Question

Which of the following complex ion is diamagnetic?

• A. [MnCl\(_6\)]\(^{3-}\)
• B. [Fe(CN)\(_6\)]\(^{3-}\)
• C. [Co(C\(_2\)O\(_4\))\(_3\)]\(^{3-}\)
• D. [FeF\(_6\)]\(^{3-}\)
• E. [CoF\(_6\)]\(^{3-}\)

Hint:

Cobalt(III) complexes with strong or intermediate field ligands (like NH\(_3\), en, oxalate) are usually low-spin and diamagnetic.

Answer 1

The Correct Option is C

Step 1: Understanding the Concept:
Diamagnetic complexes have no unpaired electrons. We need to check the electronic configuration of the central metal ion and the ligand field strength to determine the pairing of electrons.

Step 2: Detailed Explanation:
Let's analyze each option:
• (A) [MnCl\(_6\)]\(^{3-}\): Mn is in +3 state (d\(^4\)). Cl\(^-\) is a weak field ligand, so it's high spin. d\(^4\) in weak field = 4 unpaired electrons. Paramagnetic.
• (B) [Fe(CN)\(_6\)]\(^{3-}\): Fe is in +3 state (d\(^5\)). CN\(^-\) is a strong field ligand, so it's low spin. d\(^5\) in strong field = 1 unpaired electron. Paramagnetic.
• (C) [Co(C\(_2\)O\(_4\))\(_3\)]\(^{3-}\): Co is in +3 state (d\(^6\)). C\(_2\)O\(_4^{2-}\) (oxalate) is a moderately strong field ligand. For d\(^6\), it usually causes pairing, resulting in 0 unpaired electrons.

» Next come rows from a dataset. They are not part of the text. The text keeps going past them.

use crate::cmd::test_support::{fixture_path, run_bindom, run_bindom_json};

#[test]
fn get_resolves_nested_paths() {
	let layout = fixture_path("sample.layout.json");
	let data = fixture_path("sample.bin");

	let json = run_bindom_json(&["get", &layout, &data, "--path", "values[2]", "--json"]);
	assert_eq!(json["path"], "values[2]");
	assert_eq!(json["node"]["name"], "values[2]");
	assert_eq!(json["node"]["kind"], "int");
	assert_eq!(json["node"]["value"], 300);

	let json = run_bindom_json(&["get", &layout, &data, "--path", "trailer.ratio", "--json"]);
	assert_eq!(json["node"]["kind"], "float");
	assert_eq!(json["node"]["value"], 1.5);
}

#[test]
fn get_prints_subtree_as_text() {
	let layout = fixture_path("sample.layout.json");
	let data = fixture_path("sample.bin");
	let output = run_bindom(&["get", &layout, &data, "--path", "trailer"]);

	assert!(output.status.success(), "get command should succeed");
	let stdout = String::from_utf8(output.stdout).expect("stdout is utf8");
	assert_eq!(stdout, "trailer: struct\n  flags: ushort = 258\n  ratio: float = 1.5\n");
}

#[test]
fn get_rejects_unknown_members() {
	let layout = fixture_path("sample.layout.json");
	let data = fixture_path("sample.bin");
	let output = run_bindom(&["get", &layout, &data, "--path", "trailer.missing"]);

	assert!(!output.status.success());
	let stderr = String::from_utf8(output.stderr).expect("stderr is utf8");
	assert!(stderr.contains("missing"), "unexpected stderr: {stderr}");
}

#[test]
fn get_rejects_malformed_paths() {
	let layout = fixture_path("sample.layout.json");
	let data = fixture_path("sample.bin");
	let output = run_bindom(&["get", &layout, &data, "--path", "values["]);
	assert!(!output.status.success());
}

Diamagnetic.
• (D) [FeF\(_6\)]\(^{3-}\): Fe is in +3 state (d\(^5\)). F\(^-\) is a weak field ligand, so high spin. d\(^5\) in weak field = 5 unpaired electrons. Paramagnetic.
• (E) [CoF\(_6\)]\(^{3-}\): Co is in +3 state (d\(^6\)). F\(^-\) is a weak field ligand, so high spin. d\(^6\) in weak field = 4 unpaired electrons. Paramagnetic.

Step 3: Final Answer:
[Co(C\(_2\)O\(_4\))\(_3\)]\(^{3-}\) is diamagnetic.